Dr. Hedberg’s Comments
We have known for some time the flaws of the TSH test which leaves many patients misdiagnosed as normal despite their symptoms which are usually chalked up to be psychological issues and the patient is referred to a psychiatrist.
This study illustrates that individuals with a TSH above 2.5 should be screened for Hashimoto’s disease as well as cardiovascular risk markers. Hypothyroidism usually leads to abnormal cholesterol levels so patients may actually be put on statin medications to lower cholesterol despite the issue being primarly a thyroid issue. Doctors who utilize the current TSH range may be missing patients with early signs of hypothyroidism.
However, there are two sides the coin. Functional medicine practitioners can be just as negligent in their analyses by over-analyzing TSH levels and trying to force the patient’s TSH levels to a lower number despite how the patient is feeling.

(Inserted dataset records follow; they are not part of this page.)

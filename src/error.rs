use thiserror::Error;

#[derive(Error, Debug)]
pub enum KvError {
    #[error("decode error: {0}")]
    Decode(String),

    #[error("invalid address: {0}")]
    InvalidAddress(String),

    #[error("configuration error: {0}")]
    Configuration(String),

    #[error("node has failed")]
    NodeFailed,
}

pub type Result<T> = std::result::Result<T, KvError>;
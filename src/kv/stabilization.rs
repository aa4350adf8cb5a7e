// Stabilization: replica repair after ring membership changes.
//
// Runs every tick right after the ring rebuild. The node keeps the
// previous tick's ring plus its two ring neighbors in each direction:
// the predecessors whose keys it holds as a follower replica, and the
// successors that hold its primaries. When either neighborhood shifts,
// every locally held key is re-placed: keys this node no longer serves
// are dropped locally (the remaining replicas re-place them on their
// own), and replicas that just became responsible receive a copy via a
// plain create request. On an unchanged ring the pass emits nothing.

use std::sync::Arc;

use crate::common::Address;
use crate::kv::message::{KvMessage, KvOp};
use crate::kv::store::KvStore;
use crate::kv::TransIdSeq;
use crate::ring::{ReplicaRole, Ring, REPLICA_COUNT};
use crate::transport::Transport;

#[derive(Debug, Default)]
pub struct Stabilizer {
    prev_ring: Option<Ring>,
    /// Successors that should hold this node's primaries.
    has_my_replicas: Vec<Address>,
    /// Predecessors whose keys this node should hold.
    have_replicas_of: Vec<Address>,
}

/// What one stabilization pass did, for diagnostics.
#[derive(Debug, Default, PartialEq, Eq)]
pub struct StabilizationReport {
    pub keys_dropped: usize,
    pub copies_sent: usize,
}

impl Stabilizer {
    pub fn new() -> Self {
        Self::default()
    }

    pub fn stabilize(
        &mut self,
        ring: &Ring,
        store: &mut KvStore,
        self_addr: &Address,
        seq: &mut TransIdSeq,
        transport: &Arc<dyn Transport>,
    ) -> StabilizationReport {
        let mut report = StabilizationReport::default();

        if ring.len() < REPLICA_COUNT {
            // Placement undefined; remember the ring and wait for quorum
            // of members.
            self.remember(ring, self_addr);
            return report;
        }

        let successors = ring.successors_of(self_addr, REPLICA_COUNT - 1);
        let predecessors = ring.predecessors_of(self_addr, REPLICA_COUNT - 1);
        let neighbors_changed =
            successors != self.has_my_replicas || predecessors != self.have_replicas_of;

        let mut dropped: Vec<String> = Vec::new();
        for (key, value) in store.entries() {
            let Some(replicas) = ring.replicas_of(key) else {
                continue;
            };
            if !replicas.iter().any(|replica| replica.addr == *self_addr) {
                // No message: the surviving replicas re-place the key
                // independently.
                dropped.push(key.clone());
                continue;
            }
            if !neighbors_changed {
                continue;
            }
            let previous: Vec<Address> = self
                .prev_ring
                .as_ref()
                .and_then(|prev| prev.replicas_of(key))
                .map(|set| set.iter().map(|node| node.addr).collect())
                .unwrap_or_default();
            for (index, replica) in replicas.iter().enumerate() {
                if replica.addr != *self_addr && !previous.contains(&replica.addr) {
                    let request = KvMessage::Request {
                        trans_id: seq.next(),
                        from: *self_addr,
                        op: KvOp::Create,
                        key: key.clone(),
                        value: Some(value.clone()),
                        role: Some(ReplicaRole::of_index(index)),
                    };
                    transport.send(self_addr, &replica.addr, &request.encode());
                    report.copies_sent += 1;
                }
            }
        }

        for key in &dropped {
            store.delete(key);
        }
        report.keys_dropped = dropped.len();

        if report.keys_dropped > 0 || report.copies_sent > 0 {
            tracing::debug!(
                node = %self_addr,
                dropped = report.keys_dropped,
                sent = report.copies_sent,
                "stabilization pass"
            );
        }

        self.remember(ring, self_addr);
        report
    }

    fn remember(&mut self, ring: &Ring, self_addr: &Address) {
        self.has_my_replicas = ring.successors_of(self_addr, REPLICA_COUNT - 1);
        self.have_replicas_of = ring.predecessors_of(self_addr, REPLICA_COUNT - 1);
        self.prev_ring = Some(ring.clone());
    }
}

#[cfg(test)]
mod tests {
    use super::*;
    use crate::transport::{SimNetConfig, SimNetwork, Transport};

    const RING_SIZE: u64 = 512;

    fn addresses(ids: &[i32]) -> Vec<Address> {
        ids.iter().map(|id| Address::new(*id, 0)).collect()
    }

    fn network() -> Arc<dyn Transport> {
        Arc::new(SimNetwork::new(SimNetConfig::default()))
    }

    #[test]
    fn test_stable_ring_is_a_no_op() {
        let members = addresses(&[1, 2, 3, 4, 5]);
        let ring = Ring::build(&members, RING_SIZE);
        let self_addr = ring.replicas_of("k").unwrap()[0].addr;

        let mut store = KvStore::new();
        store.create("k", "v");
        let mut stabilizer = Stabilizer::new();
        let mut seq = TransIdSeq::new();
        let transport = network();

        // First pass seeds the caches from an identical previous ring.
        stabilizer.stabilize(&ring, &mut store, &self_addr, &mut seq, &transport);
        let report = stabilizer.stabilize(&ring, &mut store, &self_addr, &mut seq, &transport);
        assert_eq!(report, StabilizationReport::default());
        assert!(store.contains_key("k"));
    }

    #[test]
    fn test_key_leaves_node_that_lost_responsibility() {
        let members = addresses(&[1, 2, 3, 4, 5]);
        let ring = Ring::build(&members, RING_SIZE);
        let replicas = ring.replicas_of("k").unwrap();
        let outsider = members
            .iter()
            .find(|addr| !replicas.iter().any(|r| r.addr == **addr))
            .copied()
            .unwrap();

        let mut store = KvStore::new();
        store.create("k", "v");
        let mut stabilizer = Stabilizer::new();
        let mut seq = TransIdSeq::new();
        let transport = network();

        let report = stabilizer.stabilize(&ring, &mut store, &outsider, &mut seq, &transport);
        assert_eq!(report.keys_dropped, 1);
        assert_eq!(report.copies_sent, 0);
        assert!(!store.contains_key("k"));
    }

    #[test]
    fn test_replica_failure_triggers_copy_to_new_member() {
        let members = addresses(&[1, 2, 3, 4, 5]);
        let full_ring = Ring::build(&members, RING_SIZE);
        let replicas = full_ring.replicas_of("k").unwrap();
        let self_addr = replicas[1].addr;
        let failed = replicas[0].addr;

        let survivors: Vec<Address> = members
            .iter()
            .filter(|addr| **addr != failed)
            .copied()
            .collect();
        let shrunk_ring = Ring::build(&survivors, RING_SIZE);

        let mut store = KvStore::new();
        store.create("k", "v");
        let mut stabilizer = Stabilizer::new();
        let mut seq = TransIdSeq::new();
        let sim = Arc::new(SimNetwork::new(SimNetConfig::default()));
        let transport: Arc<dyn Transport> = sim.clone();

        stabilizer.stabilize(&full_ring, &mut store, &self_addr, &mut seq, &transport);
        let report = stabilizer.stabilize(&shrunk_ring, &mut store, &self_addr, &mut seq, &transport);

        // The key is still ours and exactly the newly responsible members
        // received a copy.
        assert!(store.contains_key("k"));
        let new_replicas = shrunk_ring.replicas_of("k").unwrap();
        let newcomers: Vec<Address> = new_replicas
            .iter()
            .map(|node| node.addr)
            .filter(|addr| {
                *addr != self_addr && !replicas.iter().any(|r| r.addr == *addr)
            })
            .collect();
        assert_eq!(report.copies_sent, newcomers.len());
        for addr in &newcomers {
            assert_eq!(sim.pending(addr), 1);
            let frames = sim.drain(addr);
            match KvMessage::decode(&frames[0]).unwrap() {
                KvMessage::Request { op, key, value, .. } => {
                    assert_eq!(op, KvOp::Create);
                    assert_eq!(key, "k");
                    assert_eq!(value.as_deref(), Some("v"));
                }
                other => panic!("unexpected message {other:?}"),
            }
        }
    }

    #[test]
    fn test_small_ring_leaves_data_alone() {
        let ring = Ring::build(&addresses(&[1, 2]), RING_SIZE);
        let mut store = KvStore::new();
        store.create("k", "v");
        let mut stabilizer = Stabilizer::new();
        let mut seq = TransIdSeq::new();
        let transport = network();

        let report = stabilizer.stabilize(
            &ring,
            &mut store,
            &Address::new(1, 0),
            &mut seq,
            &transport,
        );
        assert_eq!(report, StabilizationReport::default());
        assert!(store.contains_key("k"));
    }
}
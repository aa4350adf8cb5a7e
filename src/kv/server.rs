// Server-side CRUD dispatcher.
//
// Applies one request to the local table, logs the outcome, and replies
// to the coordinator. The server never consults the ring: placement is
// the coordinator's responsibility.

use crate::common::{Address, TransId};
use crate::kv::message::{KvMessage, KvOp};
use crate::kv::store::KvStore;
use crate::oplog::OpLog;
use crate::transport::Transport;

#[allow(clippy::too_many_arguments)]
pub fn handle_request(
    store: &mut KvStore,
    self_addr: &Address,
    transport: &dyn Transport,
    oplog: &dyn OpLog,
    trans_id: TransId,
    from: Address,
    op: KvOp,
    key: &str,
    value: Option<&str>,
) {
    let reply = match op {
        KvOp::Create => {
            let value = value.unwrap_or("");
            let success = store.create(key, value);
            if success {
                oplog.create_success(self_addr, false, trans_id, key, value);
            } else {
                oplog.create_fail(self_addr, false, trans_id, key, value);
            }
            KvMessage::Reply {
                trans_id,
                from: *self_addr,
                success,
            }
        }
        KvOp::Read => {
            // Absent keys read as the empty string, which the coordinator
            // treats as a miss.
            let value = store.read(key).unwrap_or("").to_string();
            if value.is_empty() {
                oplog.read_fail(self_addr, false, trans_id, key);
            } else {
                oplog.read_success(self_addr, false, trans_id, key, &value);
            }
            KvMessage::ReadReply {
                trans_id,
                from: *self_addr,
                value,
            }
        }
        KvOp::Update => {
            let value = value.unwrap_or("");
            let success = store.update(key, value);
            if success {
                oplog.update_success(self_addr, false, trans_id, key, value);
            } else {
                oplog.update_fail(self_addr, false, trans_id, key, value);
            }
            KvMessage::Reply {
                trans_id,
                from: *self_addr,
                success,
            }
        }
        KvOp::Delete => {
            let success = store.delete(key);
            if success {
                oplog.delete_success(self_addr, false, trans_id, key);
            } else {
                oplog.delete_fail(self_addr, false, trans_id, key);
            }
            KvMessage::Reply {
                trans_id,
                from: *self_addr,
                success,
            }
        }
    };
    transport.send(self_addr, &from, &reply.encode());
}
// Protocol configuration. All thresholds are expressed in ticks of the
// discrete clock; defaults follow the emulated runtime's values.

use serde::{Deserialize, Serialize};

use crate::common::{Address, Tick};
use crate::error::{KvError, Result};

/// Tunables for the membership and KV layers of a single node.
#[derive(Debug, Clone, Serialize, Deserialize)]
pub struct ProtocolConfig {
    /// Ticks between gossip rounds (the ping counter reset value).
    pub gossip_period: Tick,
    /// Age at which a member entry becomes suspected and stops being
    /// advertised or placed on the ring.
    pub fail_timeout: Tick,
    /// Age at which a suspected entry is removed from the member list.
    /// Must exceed `fail_timeout`.
    pub remove_timeout: Tick,
    /// Deadline for a quorum tracker; expiry finalizes the operation as
    /// failed.
    pub quorum_timeout: Tick,
    /// Modulus of the consistent-hash ring.
    pub ring_size: u64,
    /// Well-known bootstrap node that new members contact to join.
    pub introducer: Address,
}

impl Default for ProtocolConfig {
    fn default() -> Self {
        Self {
            gossip_period: 2,
            fail_timeout: 10,
            remove_timeout: 20,
            quorum_timeout: 10,
            ring_size: 512,
            introducer: Address::new(1, 0),
        }
    }
}

impl ProtocolConfig {
    pub fn validate(&self) -> Result<()> {
        if self.gossip_period < 0 {
            return Err(KvError::Configuration(
                "gossip_period must be non-negative".into(),
            ));
        }
        if self.fail_timeout >= self.remove_timeout {
            return Err(KvError::Configuration(
                "fail_timeout must be less than remove_timeout".into(),
            ));
        }
        // A node refreshes its own timestamp once per gossip round; the
        // suspicion window must be wider than that or the node suspects
        // itself between rounds.
        if self.gossip_period + 1 >= self.fail_timeout {
            return Err(KvError::Configuration(
                "fail_timeout must exceed the gossip round length".into(),
            ));
        }
        if self.quorum_timeout <= 0 {
            return Err(KvError::Configuration(
                "quorum_timeout must be positive".into(),
            ));
        }
        if self.ring_size == 0 {
            return Err(KvError::Configuration("ring_size must be non-zero".into()));
        }
        Ok(())
    }
}

#[cfg(test)]
mod tests {
    use super::*;

    #[test]
    fn test_default_config_is_valid() {
        assert!(ProtocolConfig::default().validate().is_ok());
    }

    #[test]
    fn test_rejects_inverted_timeouts() {
        let config = ProtocolConfig {
            fail_timeout: 30,
            remove_timeout: 20,
            ..Default::default()
        };
        assert!(config.validate().is_err());
    }

    #[test]
    fn test_rejects_gossip_period_wider_than_suspicion() {
        let config = ProtocolConfig {
            gossip_period: 10,
            fail_timeout: 10,
            ..Default::default()
        };
        assert!(config.validate().is_err());
    }

    #[test]
    fn test_serde_round_trip() {
        let config = ProtocolConfig::default();
        let json = serde_json::to_string(&config).unwrap();
        let back: ProtocolConfig = serde_json::from_str(&json).unwrap();
        assert_eq!(back.ring_size, config.ring_size);
        assert_eq!(back.introducer, config.introducer);
    }
}
// Demo driver: boot a simulated cluster, run a small CRUD workload,
// crash a node, and report what the operation log saw.

use rand::{rngs::StdRng, Rng, SeedableRng};

use gossipdb::kv::message::KvOp;
use gossipdb::{Address, ProtocolConfig, Result, SimNetConfig, Simulation};

const NODE_COUNT: i32 = 8;
const KEY_COUNT: usize = 24;

fn main() -> Result<()> {
    tracing_subscriber::fmt()
        .with_max_level(tracing::Level::INFO)
        .with_target(false)
        .init();

    let config = ProtocolConfig::default();
    let mut sim = Simulation::new(config.clone(), SimNetConfig::default());
    let mut rng = StdRng::seed_from_u64(42);

    // Staggered joins through the introducer.
    for id in 1..=NODE_COUNT {
        sim.add_node(Address::new(id, 0))?;
        sim.run(2);
    }
    sim.run(30);
    let members = sim
        .node(config.introducer)
        .map(|node| node.membership().member_count())
        .unwrap_or(0);
    tracing::info!(nodes = NODE_COUNT, members, tick = sim.now(), "cluster converged");

    let keys: Vec<String> = (0..KEY_COUNT).map(|i| format!("key{i}")).collect();
    let coordinator = |rng: &mut StdRng| Address::new(rng.random_range(1..=NODE_COUNT), 0);

    for (i, key) in keys.iter().enumerate() {
        let from = coordinator(&mut rng);
        sim.create(from, key, &format!("value{i}"))?;
        sim.run(1);
    }
    sim.run(15);

    // Crash one non-introducer node mid-workload.
    let victim = Address::new(NODE_COUNT / 2 + 1, 0);
    tracing::info!(node = %victim, tick = sim.now(), "crashing node");
    sim.fail_node(victim);

    for key in &keys {
        let from = loop {
            let addr = coordinator(&mut rng);
            if addr != victim {
                break addr;
            }
        };
        sim.read(from, key)?;
        sim.run(1);
    }
    sim.run((config.remove_timeout + config.quorum_timeout) as u64 + 10);

    let oplog = sim.oplog();
    let (delivered, dropped) = sim.network().stats();
    tracing::info!(
        tick = sim.now(),
        creates_ok = oplog.coordinator_events(KvOp::Create, true).len(),
        creates_failed = oplog.coordinator_events(KvOp::Create, false).len(),
        reads_ok = oplog.coordinator_events(KvOp::Read, true).len(),
        reads_failed = oplog.coordinator_events(KvOp::Read, false).len(),
        removals_observed = oplog.removals().len(),
        frames_delivered = delivered,
        frames_dropped = dropped,
        "run complete"
    );

    let survivors: Vec<String> = sim
        .correct_nodes()
        .map(|node| format!("{}({} keys)", node.addr(), node.store().len()))
        .collect();
    tracing::info!(survivors = ?survivors, "final key distribution");

    Ok(())
}
// Emulated runtime: a set of nodes sharing one simulated network and one
// discrete clock, advanced in lockstep one tick at a time. Within a tick,
// nodes run in join order; within a node there is no interleaving.

use std::sync::Arc;

use crate::common::{Address, TransId};
use crate::config::ProtocolConfig;
use crate::error::{KvError, Result};
use crate::node::Node;
use crate::oplog::MemoryOpLog;
use crate::transport::{Clock, SimClock, SimNetConfig, SimNetwork};

pub struct Simulation {
    config: ProtocolConfig,
    clock: Arc<SimClock>,
    network: Arc<SimNetwork>,
    oplog: Arc<MemoryOpLog>,
    nodes: Vec<Node>,
}

impl Simulation {
    pub fn new(config: ProtocolConfig, net_config: SimNetConfig) -> Simulation {
        Simulation {
            config,
            clock: Arc::new(SimClock::new()),
            network: Arc::new(SimNetwork::new(net_config)),
            oplog: Arc::new(MemoryOpLog::new()),
            nodes: Vec::new(),
        }
    }

    /// Create a node and immediately ask it to join.
    pub fn add_node(&mut self, addr: Address) -> Result<()> {
        let mut node = Node::new(
            addr,
            self.config.clone(),
            self.network.clone(),
            self.clock.clone(),
            self.oplog.clone(),
        )?;
        node.start();
        self.nodes.push(node);
        Ok(())
    }

    /// Advance the whole cluster by `ticks`.
    pub fn run(&mut self, ticks: u64) {
        for _ in 0..ticks {
            for node in &mut self.nodes {
                node.tick();
            }
            self.clock.advance();
        }
    }

    pub fn fail_node(&mut self, addr: Address) {
        if let Some(node) = self.node_mut(addr) {
            node.fail();
        }
    }

    pub fn node(&self, addr: Address) -> Option<&Node> {
        self.nodes.iter().find(|node| node.addr() == addr)
    }

    pub fn node_mut(&mut self, addr: Address) -> Option<&mut Node> {
        self.nodes.iter_mut().find(|node| node.addr() == addr)
    }

    pub fn nodes(&self) -> &[Node] {
        &self.nodes
    }

    /// Live (non-failed) nodes, the set assertions quantify over.
    pub fn correct_nodes(&self) -> impl Iterator<Item = &Node> {
        self.nodes
            .iter()
            .filter(|node| node.state() != crate::node::NodeState::Failed)
    }

    pub fn create(&mut self, coordinator: Address, key: &str, value: &str) -> Result<TransId> {
        self.with_node(coordinator, |node| node.client_create(key, value))
    }

    pub fn read(&mut self, coordinator: Address, key: &str) -> Result<TransId> {
        self.with_node(coordinator, |node| node.client_read(key))
    }

    pub fn update(&mut self, coordinator: Address, key: &str, value: &str) -> Result<TransId> {
        self.with_node(coordinator, |node| node.client_update(key, value))
    }

    pub fn delete(&mut self, coordinator: Address, key: &str) -> Result<TransId> {
        self.with_node(coordinator, |node| node.client_delete(key))
    }

    fn with_node(
        &mut self,
        addr: Address,
        f: impl FnOnce(&mut Node) -> Result<TransId>,
    ) -> Result<TransId> {
        let node = self
            .node_mut(addr)
            .ok_or_else(|| KvError::InvalidAddress(addr.to_string()))?;
        f(node)
    }

    pub fn oplog(&self) -> &MemoryOpLog {
        &self.oplog
    }

    pub fn network(&self) -> &SimNetwork {
        &self.network
    }

    pub fn now(&self) -> i64 {
        self.clock.now()
    }

    pub fn config(&self) -> &ProtocolConfig {
        &self.config
    }
}
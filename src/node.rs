// One store node: membership protocol, ring, local table, quorum
// coordinator, and the per-tick scheduler that binds them.
//
// Tick order is fixed: (1) membership receive, (2) membership
// housekeeping and gossip, (3) ring rebuild and stabilization, (4) KV
// receive, (5) quorum timeout sweep. All handlers run to completion;
// nothing blocks.

use std::collections::VecDeque;
use std::sync::Arc;

use bytes::Bytes;

use crate::common::{Address, TransId};
use crate::config::ProtocolConfig;
use crate::error::{KvError, Result};
use crate::kv::coordinator::QuorumCoordinator;
use crate::kv::message::{KvMessage, KvOp};
use crate::kv::server;
use crate::kv::stabilization::Stabilizer;
use crate::kv::store::KvStore;
use crate::kv::TransIdSeq;
use crate::membership::protocol::MembershipProtocol;
use crate::membership::wire::MembershipFrame;
use crate::oplog::OpLog;
use crate::ring::Ring;
use crate::transport::{Clock, Transport};

/// Node lifecycle. A node is constructed straight into `Init` (member
/// list holding only itself); `Failed` is terminal.
#[derive(Debug, Clone, Copy, PartialEq, Eq)]
pub enum NodeState {
    /// Initialized, not yet asked to join.
    Init,
    /// Waiting for the introducer's join reply.
    Joining,
    /// Full member: gossiping, serving, coordinating.
    InGroup,
    /// Crashed. No send, no receive, no tick work.
    Failed,
}

pub struct Node {
    addr: Address,
    config: ProtocolConfig,
    state: NodeState,
    membership: MembershipProtocol,
    ring: Ring,
    store: KvStore,
    coordinator: QuorumCoordinator,
    stabilizer: Stabilizer,
    trans_ids: TransIdSeq,
    transport: Arc<dyn Transport>,
    oplog: Arc<dyn OpLog>,
    membership_inbox: VecDeque<Bytes>,
    kv_inbox: VecDeque<Bytes>,
}

impl Node {
    pub fn new(
        addr: Address,
        config: ProtocolConfig,
        transport: Arc<dyn Transport>,
        clock: Arc<dyn Clock>,
        oplog: Arc<dyn OpLog>,
    ) -> Result<Node> {
        config.validate()?;
        let membership = MembershipProtocol::new(
            addr,
            &config,
            transport.clone(),
            clock.clone(),
            oplog.clone(),
        );
        let coordinator = QuorumCoordinator::new(
            addr,
            config.quorum_timeout,
            transport.clone(),
            clock,
            oplog.clone(),
        );
        Ok(Node {
            addr,
            config,
            state: NodeState::Init,
            membership,
            ring: Ring::default(),
            store: KvStore::new(),
            coordinator,
            stabilizer: Stabilizer::new(),
            trans_ids: TransIdSeq::new(),
            transport,
            oplog,
            membership_inbox: VecDeque::new(),
            kv_inbox: VecDeque::new(),
        })
    }

    /// Ask to join the group. The introducer enters the group directly.
    pub fn start(&mut self) {
        if self.state != NodeState::Init {
            return;
        }
        self.membership.start();
        self.state = if self.membership.in_group() {
            NodeState::InGroup
        } else {
            NodeState::Joining
        };
    }

    /// Crash the node. Terminal.
    pub fn fail(&mut self) {
        tracing::debug!(node = %self.addr, "node failed");
        self.state = NodeState::Failed;
    }

    /// One scheduler round.
    pub fn tick(&mut self) {
        if self.state == NodeState::Failed || self.state == NodeState::Init {
            return;
        }

        self.ingest();

        // (1) Membership receive. Undecodable frames are dropped; the
        // buffer is released either way.
        while let Some(frame) = self.membership_inbox.pop_front() {
            let _ = self.membership.handle_frame(&frame);
        }
        if self.state == NodeState::Joining && self.membership.in_group() {
            self.state = NodeState::InGroup;
        }

        if self.state == NodeState::InGroup {
            // (2) Heartbeat, gossip, failure sweep.
            self.membership.housekeeping();

            // (3) Ring refresh from the live-member snapshot, then repair.
            self.ring = Ring::build(&self.membership.live_members(), self.config.ring_size);
            self.stabilizer.stabilize(
                &self.ring,
                &mut self.store,
                &self.addr,
                &mut self.trans_ids,
                &self.transport,
            );
        }

        // (4) KV receive.
        while let Some(frame) = self.kv_inbox.pop_front() {
            match KvMessage::decode(&frame) {
                Ok(KvMessage::Request {
                    trans_id,
                    from,
                    op,
                    key,
                    value,
                    ..
                }) => server::handle_request(
                    &mut self.store,
                    &self.addr,
                    self.transport.as_ref(),
                    self.oplog.as_ref(),
                    trans_id,
                    from,
                    op,
                    &key,
                    value.as_deref(),
                ),
                Ok(KvMessage::Reply {
                    trans_id, success, ..
                }) => self.coordinator.handle_reply(trans_id, success),
                Ok(KvMessage::ReadReply {
                    trans_id, value, ..
                }) => self.coordinator.handle_read_reply(trans_id, value),
                Err(_) => {}
            }
        }

        // (5) Quorum deadline sweep.
        self.coordinator.sweep();
    }

    fn ingest(&mut self) {
        for frame in self.transport.drain(&self.addr) {
            if MembershipFrame::is_membership_frame(&frame) {
                self.membership_inbox.push_back(frame);
            } else {
                self.kv_inbox.push_back(frame);
            }
        }
    }

    pub fn client_create(&mut self, key: &str, value: &str) -> Result<TransId> {
        self.ensure_alive()?;
        Ok(self
            .coordinator
            .issue(&mut self.trans_ids, &self.ring, KvOp::Create, key, Some(value)))
    }

    pub fn client_read(&mut self, key: &str) -> Result<TransId> {
        self.ensure_alive()?;
        Ok(self
            .coordinator
            .issue(&mut self.trans_ids, &self.ring, KvOp::Read, key, None))
    }

    pub fn client_update(&mut self, key: &str, value: &str) -> Result<TransId> {
        self.ensure_alive()?;
        Ok(self
            .coordinator
            .issue(&mut self.trans_ids, &self.ring, KvOp::Update, key, Some(value)))
    }

    pub fn client_delete(&mut self, key: &str) -> Result<TransId> {
        self.ensure_alive()?;
        Ok(self
            .coordinator
            .issue(&mut self.trans_ids, &self.ring, KvOp::Delete, key, None))
    }

    fn ensure_alive(&self) -> Result<()> {
        if self.state == NodeState::Failed {
            return Err(KvError::NodeFailed);
        }
        Ok(())
    }

    pub fn addr(&self) -> Address {
        self.addr
    }

    pub fn state(&self) -> NodeState {
        self.state
    }

    pub fn is_in_group(&self) -> bool {
        self.state == NodeState::InGroup
    }

    pub fn ring(&self) -> &Ring {
        &self.ring
    }

    pub fn store(&self) -> &KvStore {
        &self.store
    }

    pub fn membership(&self) -> &MembershipProtocol {
        &self.membership
    }

    /// Open quorum trackers on this node.
    pub fn pending_operations(&self) -> usize {
        self.coordinator.pending()
    }
}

We treat patients not lab tests.
Additionally, there can be a lack of emphasis on other body systems that are connected to the thyroid such as gut health, stress, blood sugar, hormones as well as not knowing about the intimate connections between thyroid health and ferritin, zinc, diet, sleep, chronic infections etc.
Is it worse to put a patient on thyroid medication who doesn’t need it or to not put a patient on thyroid medication who does need it? They both have their detrimental effects so both conventional and functional medicine needs a thyroid makeover when it comes to thyroid management. And this goes for the use of T4/T3 combination therapy or the use of T3 alone which is rarely necessary but that is for another article.
The most important thing to understand is that we can’t rely soley on TSH values but we can use it as a guide for further investigation into Hashimoto’s disease and cardiovascular risk factors. The majority of the time we can successfully get a patient feeling well again without thyroid hormone by focusing on their overall health and balancing all the systems in their body.